This is the good of being halved ...

 "We all feel incomplete in some way, all we produce a part of us and not the other" (I. Calvino, American Lessons, from an interview to the students)
L.T.

In "The Cloven Viscount", I. Calvino does tell Medardo, half good of his character: "O Pamela, this is half of being good: the understanding of 'every person and thing in the world is worth that each and each has for its incompleteness. I was full and did not understand, and I was moving deaf and incommunicable between the pains and wounds sown everywhere, where less from whole one dares to believe. not only I, Pamela, are to be broken and torn but I too and all. now, I have a fraternity that before, from whole, did not know: the one with all the mutilations and failings of the world. If you come with me, Pamela, you'll learn to suffer the ills of each and to treat your taking care of them. ( "The Viscount halved", I. Calvino)

 Calvin does tell Medardo: the understanding of 'every person and thing in the world ... and then referring not only to people, but also to things, like a wheel and its hub in mechanical, positive and negative charges in the electricity, and chemical enantiomers in the inanimate world; and yet, in the living world, the male gamete and female, a young lover in search of his soul mate, and so on.
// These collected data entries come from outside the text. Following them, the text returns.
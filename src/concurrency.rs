//! Concurrency helper: a bounded pool of workers pulling input files.

use anyhow::{Context, Result};
use rayon::prelude::*;
use std::path::{Path, PathBuf};

/// Run `f` once per file with at most `limit` files in flight and return the results
/// in input order. Each call is independent; a failing file does not stop the others.
pub fn map_files_limited<T, F>(files: &[PathBuf], limit: usize, f: F) -> Result<Vec<T>>
where
    T: Send,
    F: Sync + Fn(&Path) -> T,
{
    if limit <= 1 || files.len() <= 1 {
        return Ok(files.iter().map(|p| f(p)).collect());
    }
    let pool = rayon::ThreadPoolBuilder::new()
        .num_threads(limit.min(files.len()))
        .thread_name(|i| format!("tweetload-worker-{i}"))
        .build()
        .context("build worker pool")?;
    Ok(pool.install(|| files.par_iter().with_max_len(1).map(|p| f(p)).collect()))
}
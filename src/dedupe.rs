use crate::rows::Extracted;
use ahash::AHashSet;

/// Per-run memory of the Post ids already handed to the loader.
///
/// A repeated post is dropped together with its association rows; user rows always
/// pass through. With a capacity the ids live in two generations of at most
/// `capacity / 2` each and the older generation is discarded when the newer one fills.
/// Forgetting an id only lets a duplicate reach the store, where the primary key skips
/// it, so new posts are never lost.
#[derive(Debug, Default)]
pub struct PostDeduplicator {
    current: AHashSet<i64>,
    previous: AHashSet<i64>,
    generation_cap: Option<usize>,
    dropped: u64,
}

impl PostDeduplicator {
    pub fn new(capacity: Option<usize>) -> Self {
        Self {
            generation_cap: capacity.map(|c| (c / 2).max(1)),
            ..Default::default()
        }
    }

    pub fn contains(&self, id: i64) -> bool {
        self.current.contains(&id) || self.previous.contains(&id)
    }

    /// Record `id`; returns true when it had not been seen (or was forgotten).
    pub fn observe(&mut self, id: i64) -> bool {
        if self.contains(id) {
            return false;
        }
        if let Some(cap) = self.generation_cap {
            if self.current.len() >= cap {
                tracing::debug!(retained = self.current.len(), "rotating seen-post generation");
                self.previous = std::mem::take(&mut self.current);
            }
        }
        self.current.insert(id);
        true
    }

    /// Drop the post part of `rows` if its id was already emitted in this run.
    /// Returns false when the post was dropped.
    pub fn admit(&mut self, rows: &mut Extracted) -> bool {
        match rows.post_id() {
            Some(id) if !self.observe(id) => {
                rows.drop_post();
                self.dropped += 1;
                false
            }
            _ => true,
        }
    }

    /// Number of posts dropped as repeats so far.
    pub fn dropped(&self) -> u64 {
        self.dropped
    }

    /// Ids currently remembered.
    pub fn len(&self) -> usize {
        self.current.len() + self.previous.len()
    }

    pub fn is_empty(&self) -> bool {
        self.len() == 0
    }
}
An intuition and a global vision, those of Calvin.
"I did not see anything. I was hiding in the forest to tell me stories. I knew it too late and started to run towards the sea, shouting: - Doctor! Doctor Trelawney! Take me with you! He can not leave me here, doctor! But already ships were disappearing to 'horizon and I was here, in this world full of responsibility and wisps. "(" The Viscount halved ", I. Calvino)
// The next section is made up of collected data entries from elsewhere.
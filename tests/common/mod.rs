#![allow(dead_code)]

use rusqlite::Connection;
use serde_json::{json, Value};
use std::fs::{self, File};
use std::io::Write;
use std::path::{Path, PathBuf};
use tempfile::TempDir;

/// A temp directory that lives as long as the test holds it.
pub struct Workspace {
    _dir: TempDir,
    pub root: PathBuf,
}

impl Workspace {
    pub fn new() -> Self {
        let dir = tempfile::tempdir().unwrap();
        let root = dir.path().to_path_buf();
        Self { _dir: dir, root }
    }

    pub fn path(&self, name: &str) -> PathBuf {
        self.root.join(name)
    }

    pub fn db(&self) -> PathBuf {
        self.root.join("tweets.sqlite")
    }
}

/// Write a compressed `.zst` archive with one document per line.
pub fn write_zst_lines(path: &Path, lines: &[String]) {
    fs::create_dir_all(path.parent().unwrap()).unwrap();
    let f = File::create(path).unwrap();
    let mut enc = zstd::stream::write::Encoder::new(f, 3).unwrap();
    for l in lines {
        writeln!(&mut enc, "{}", l).unwrap();
    }
    enc.finish().unwrap();
}

/// Write a `.zip` archive with one JSONL entry per `(name, lines)` pair.
pub fn write_zip(path: &Path, entries: &[(&str, Vec<String>)]) {
    fs::create_dir_all(path.parent().unwrap()).unwrap();
    let f = File::create(path).unwrap();
    let mut zw = zip::ZipWriter::new(f);
    let opts = zip::write::SimpleFileOptions::default();
    for (name, lines) in entries {
        zw.start_file(*name, opts).unwrap();
        for l in lines {
            writeln!(&mut zw, "{}", l).unwrap();
        }
    }
    zw.finish().unwrap();
}

/// Write raw bytes as a plain `.jsonl` file.
pub fn write_plain(path: &Path, bytes: &[u8]) {
    fs::create_dir_all(path.parent().unwrap()).unwrap();
    fs::write(path, bytes).unwrap();
}

pub fn lines(docs: &[Value]) -> Vec<String> {
    docs.iter().map(|d| d.to_string()).collect()
}

/// A complete tweet by `user_id`, carrying one url, `#rust` and `$TSLA`.
pub fn tweet(id: i64, user_id: i64) -> Value {
    json!({
        "id": id,
        "id_str": id.to_string(),
        "created_at": "Wed Oct 10 20:19:24 +0000 2018",
        "text": format!("tweet number {id} #rust $TSLA"),
        "lang": "en",
        "source": "<a href=\"https://example.com\">web</a>",
        "retweet_count": 1,
        "favorite_count": 2,
        "quote_count": 0,
        "in_reply_to_status_id": null,
        "in_reply_to_user_id": null,
        "quoted_status_id": null,
        "geo": null,
        "place": null,
        "user": {
            "id": user_id,
            "created_at": "Mon Jan 02 03:04:05 +0000 2012",
            "screen_name": format!("user{user_id}"),
            "name": format!("User {user_id}"),
            "location": null,
            "description": "just testing",
            "url": null,
            "protected": false,
            "verified": false,
            "friends_count": 10,
            "listed_count": 0,
            "favourites_count": 5,
            "statuses_count": 100
        },
        "entities": {
            "urls": [{ "expanded_url": format!("https://example.com/{id}") }],
            "user_mentions": [],
            "hashtags": [{ "text": "rust" }],
            "symbols": [{ "text": "TSLA" }]
        }
    })
}

/// `tweet` plus a mention of `mentioned`.
pub fn tweet_mentioning(id: i64, user_id: i64, mentioned: i64) -> Value {
    let mut t = tweet(id, user_id);
    t["entities"]["user_mentions"] = json!([
        { "id": mentioned, "screen_name": format!("user{mentioned}"), "name": format!("User {mentioned}") }
    ]);
    t
}

/// `tweet` replying to post `target` written by `target_user`.
pub fn reply(id: i64, user_id: i64, target: i64, target_user: i64) -> Value {
    let mut t = tweet(id, user_id);
    t["in_reply_to_status_id"] = json!(target);
    t["in_reply_to_user_id"] = json!(target_user);
    t["in_reply_to_screen_name"] = json!(format!("user{target_user}"));
    t
}

/// Every row of a query rendered as a string, for whole-table comparisons.
pub fn dump(conn: &Connection, sql: &str) -> Vec<String> {
    let mut stmt = conn.prepare(sql).unwrap();
    let n = stmt.column_count();
    stmt.query_map([], |r| {
        let mut parts = Vec::with_capacity(n);
        for i in 0..n {
            let v: rusqlite::types::Value = r.get(i)?;
            parts.push(format!("{v:?}"));
        }
        Ok(parts.join("|"))
    })
    .unwrap()
    .map(|r| r.unwrap())
    .collect()
}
In his' Note 1960 ', in closing, Italo Calvino says: "I wanted to make one' s experiences as a trilogy on human beings realize: the conquest of the nonexistent knight 'to be, in the Cloven Viscount' s aspiration for a completeness beyond the mutilation imposed by the company, in Baron in the Trees a path to wholeness not individualistic to be achieved through fidelity to individual self-determination: three degrees d 'approach to freedom. ... I wish (ed. the three stories) could be looked at as a family tree of the 'modern man ancestors, where every face hides some features of the people who are around, of you, of myself.
June 1960. "
From "Baron in the Trees":
"Every now and then writing m 'interrupt and go to the window. The sky is empty, and we old d' Ombrosa, accustomed to live under those green domes, it hurts the eyes looking at him. It seems that the trees did not stand after my brother if n 'is gone, or that men were taken from the dark fury.
... Ombrosa no c 'is more. Looking at the clear sky, I wonder if it really existed. That frastaglio of branches and leaves, bifurcations, lobes, spiumii, minutes and no end, and heaven only at irregular flashes and clippings, maybe c 'was just because we passed my brother with his light step of the long-tailed tit, was an embroidery done on anything that looks like this d 'ink wire, such as' I let it go on for pages, chock of erasures, cross-references, nervous scribbles, stains, gaps, which at times is reeled in large clear grapes, in moments thickens in semi tiny point-like seeds, now he turns back on itself, now forks, now colleague sentences lumps with contours of leaves and clouds, then s' Intoppa, and then resumes to twist, and runs runs and unwinds and wraps one last insane bunch of words and ideas dreams ended. "(" The Baron in the Trees ", I. Calvino)
n.d.a. On this page, I tried to create simple combinations Music-Fiction-Images on the basis of a personal suggestion. The discerning reader can deepen the theme of the great writer reading Insights on Italo Calvino.
Zeferino Siani
Saturday, October 30, 2010 13:03 Zeferino Siani
There are no translations available.